Presentar una idea no consiste únicamente en explicar qué quieres construir. También significa demostrar que existe una necesidad concreta y una comunidad dispuesta a respaldar la solución.

Validar antes de producir permite escuchar, corregir y tomar decisiones con información real. Evita invertir recursos en aquello que todavía no está claro y ayuda a concentrarlos en las partes que generan más valor.

Empieza por una hipótesis concreta

Define para quién es el proyecto, qué problema resuelve y qué comportamiento observable confirmaría que la propuesta interesa. Los votos aportan una primera señal; el feedback explica el motivo y las ventas confirman el compromiso.

Convierte cada señal en una decisión

No todas las opiniones tienen el mismo peso. Agrupa los comentarios por tema, identifica las objeciones repetidas y contrasta las peticiones con la intención real de compra.

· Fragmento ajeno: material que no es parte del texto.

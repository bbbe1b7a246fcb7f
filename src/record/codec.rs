//! Record codec
//!
//! Conversion between a `Record` and its fixed 98-byte slot.
//!
//! ## Slot Format
//! ```text
//! ┌─────────┬──────────┬───────────┬─────────┬───────────┬─────────┐
//! │ Id (8)  │ Int (8)  │ Str (64)  │ Bool(1) │ Time (16) │ '\n'(1) │
//! └─────────┴──────────┴───────────┴─────────┴───────────┴─────────┘
//! ```
//! - Id, Int: little-endian i64; id `0` marks a tombstone
//! - Str: raw UTF-8, zero-padded on the right
//! - Bool: `0x00` / `0x01`
//! - Time: see [`super::timestamp`], zero-padded on the right
//! - Separator: written for readability, never read back

use bytes::{Buf, BufMut};

use super::{timestamp, Record};
use crate::error::{Result, StoreError};

/// Width of the id field
pub const ID_LEN: usize = 8;

/// Width of the integer field
pub const INT_LEN: usize = 8;

/// Capacity of the string field
pub const STR_LEN: usize = 64;

/// Width of the boolean field
pub const BOOL_LEN: usize = 1;

/// Capacity of the timestamp field
pub const TIME_LEN: usize = 16;

/// Trailing separator byte
pub const SEPARATOR: u8 = b'\n';

/// Total slot size: 8 + 8 + 64 + 1 + 16 + 1 = 98 bytes
pub const SLOT_SIZE: usize = ID_LEN + INT_LEN + STR_LEN + BOOL_LEN + TIME_LEN + 1;

/// Field offsets within a slot
pub const INT_OFFSET: usize = ID_LEN;
pub const STR_OFFSET: usize = INT_OFFSET + INT_LEN;
pub const BOOL_OFFSET: usize = STR_OFFSET + STR_LEN;
pub const TIME_OFFSET: usize = BOOL_OFFSET + BOOL_LEN;
pub const SEPARATOR_OFFSET: usize = TIME_OFFSET + TIME_LEN;

/// Raw bytes of one slot
pub type Slot = [u8; SLOT_SIZE];

/// Encode a record into a slot
///
/// Fails with `FieldOverflow` if the string does not fit in 64 bytes;
/// values are never truncated.
pub fn encode_slot(record: &Record) -> Result<Slot> {
    let str_bytes = record.str_value.as_bytes();
    if str_bytes.len() > STR_LEN {
        return Err(StoreError::FieldOverflow {
            field: "StrValue",
            len: str_bytes.len(),
            max: STR_LEN,
        });
    }

    let time_bytes = timestamp::encode(&record.time_value)?;
    if time_bytes.len() > TIME_LEN {
        return Err(StoreError::FieldOverflow {
            field: "TimeValue",
            len: time_bytes.len(),
            max: TIME_LEN,
        });
    }

    let mut slot = [0u8; SLOT_SIZE];
    let mut buf = &mut slot[..];

    buf.put_i64_le(record.id);
    buf.put_i64_le(record.int_value);

    buf.put_slice(str_bytes);
    buf.put_bytes(0, STR_LEN - str_bytes.len());

    buf.put_u8(u8::from(record.bool_value));

    buf.put_slice(&time_bytes);
    buf.put_bytes(0, TIME_LEN - time_bytes.len());

    buf.put_u8(SEPARATOR);
    debug_assert!(buf.is_empty());

    Ok(slot)
}

/// Decode a slot into a record
///
/// Tombstoned slots decode too; callers check `Record::is_tombstone`.
pub fn decode_slot(slot: &Slot) -> Result<Record> {
    let mut buf = &slot[..STR_OFFSET];
    let id = buf.get_i64_le();
    let int_value = buf.get_i64_le();

    let str_field = trim_trailing_nul(&slot[STR_OFFSET..BOOL_OFFSET]);
    let str_value = String::from_utf8(str_field.to_vec()).map_err(|e| {
        StoreError::Corruption(format!("string field of slot with id {} is not UTF-8: {}", id, e))
    })?;

    let bool_value = slot[BOOL_OFFSET] != 0;

    // Stored times that fail to decode are corruption
    let time_value = timestamp::decode(&slot[TIME_OFFSET..SEPARATOR_OFFSET]).map_err(|e| match e {
        StoreError::InvalidTimestamp(msg) => {
            StoreError::Corruption(format!("time field of slot with id {}: {}", id, msg))
        }
        other => other,
    })?;

    Ok(Record {
        id,
        int_value,
        str_value,
        bool_value,
        time_value,
    })
}

/// Read only the id field of a slot
pub fn decode_id(bytes: &[u8; ID_LEN]) -> i64 {
    i64::from_le_bytes(*bytes)
}

/// Id field of a whole slot
pub fn slot_id(slot: &Slot) -> i64 {
    let mut id = [0u8; ID_LEN];
    id.copy_from_slice(&slot[..ID_LEN]);
    decode_id(&id)
}

/// Strip zero padding (only NUL, not whitespace)
fn trim_trailing_nul(field: &[u8]) -> &[u8] {
    let end = field.iter().rposition(|&b| b != 0).map_or(0, |pos| pos + 1);
    &field[..end]
}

  1. Habla con la audiencia antes de cerrar la solución.
  2. Publica una propuesta que se pueda entender y valorar.
  3. Decide de antemano qué métricas cambiarán el proyecto.

Haz visible el aprendizaje

Compartir actualizaciones genera confianza y permite que quienes apoyan el proyecto entiendan cómo sus aportaciones influyen en el resultado. Validar no es pedir permiso: es construir con mejores evidencias.